COPY INTO <table>
COPY INTO allows you to load data from files located in one of the following locations:
- User / Internal / External stages: See What is Stage? to learn about stages in Databend.
- Buckets or containers created in a storage service.
- Remote servers from where you can access the files by their URL (starting with "https://...").
- IPFS and Hugging Face repositories.
See also: COPY INTO <location>
Syntax
/* Standard data load */
COPY INTO [<database_name>.]<table_name> [ ( <col_name> [ , <col_name> ... ] ) ]
FROM { userStage | internalStage | externalStage | externalLocation }
[ FILES = ( '<file_name>' [ , '<file_name>' ] [ , ... ] ) ]

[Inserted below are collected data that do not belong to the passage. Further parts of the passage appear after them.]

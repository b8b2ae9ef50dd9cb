//! climate-server: read-only HTTP API over a climate observations dataset
//!
//! Serves precipitation, station, and temperature reports computed from a
//! pre-populated SQLite store with `measurement` and `station` tables.

pub mod db;
pub mod http;
pub mod models;

pub use db::{create_pool, verify_schema, DbError};
pub use http::{build_router, run_server, AppState, ServerConfig, ServerError};
//! Database layer - read-only connection pool and repositories
//!
//! # Design Principles
//!
//! - Connection pool opened read-only, shared by all handlers - no global session
//! - Statically declared row structs, no schema reflection
//! - Aggregation happens in SQL, reshaping happens in `models`

pub mod pool;
pub mod repos;

pub use pool::{create_pool, create_pool_with_options, verify_schema};
pub use repos::*;
//! Precipitation over the trailing year

use std::collections::BTreeMap;
use std::sync::Arc;

use axum::{extract::State, routing::get, Json, Router};

use super::API_PREFIX;
use crate::db::repos::MeasurementRepo;
use crate::http::error::ApiError;
use crate::http::server::AppState;
use crate::models::precipitation_by_date;

/// GET /api/v1.0/precipitation - date -> prcp for the year before the latest date
async fn precipitation(
    State(state): State<Arc<AppState>>,
) -> Result<Json<BTreeMap<String, f64>>, ApiError> {
    let repo = MeasurementRepo::new(&state.pool);
    let since = repo.max_date().await?.year_before();
    tracing::debug!(%since, "serving precipitation");

    let rows = repo.precipitation_since(since).await?;
    Ok(Json(precipitation_by_date(rows)))
}

/// Precipitation routes
pub fn router() -> Router<Arc<AppState>> {
    Router::new().route(&format!("{API_PREFIX}/precipitation"), get(precipitation))
}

[ PATTERN = '<regex_pattern>' ]
[ FILE_FORMAT = (
FORMAT_NAME = '<your-custom-format>'
| TYPE = { CSV | TSV | NDJSON | PARQUET | ORC | AVRO } [ formatTypeOptions ]
) ]
[ copyOptions ]
/* Data load with transformation */
COPY INTO [<database_name>.]<table_name> [ ( <col_name> [ , <col_name> ... ] ) ]
FROM ( SELECT [<alias>.]$<file_col_num>[.<element>] [ , [<alias>.]$<file_col_num>[.<element>] ... ]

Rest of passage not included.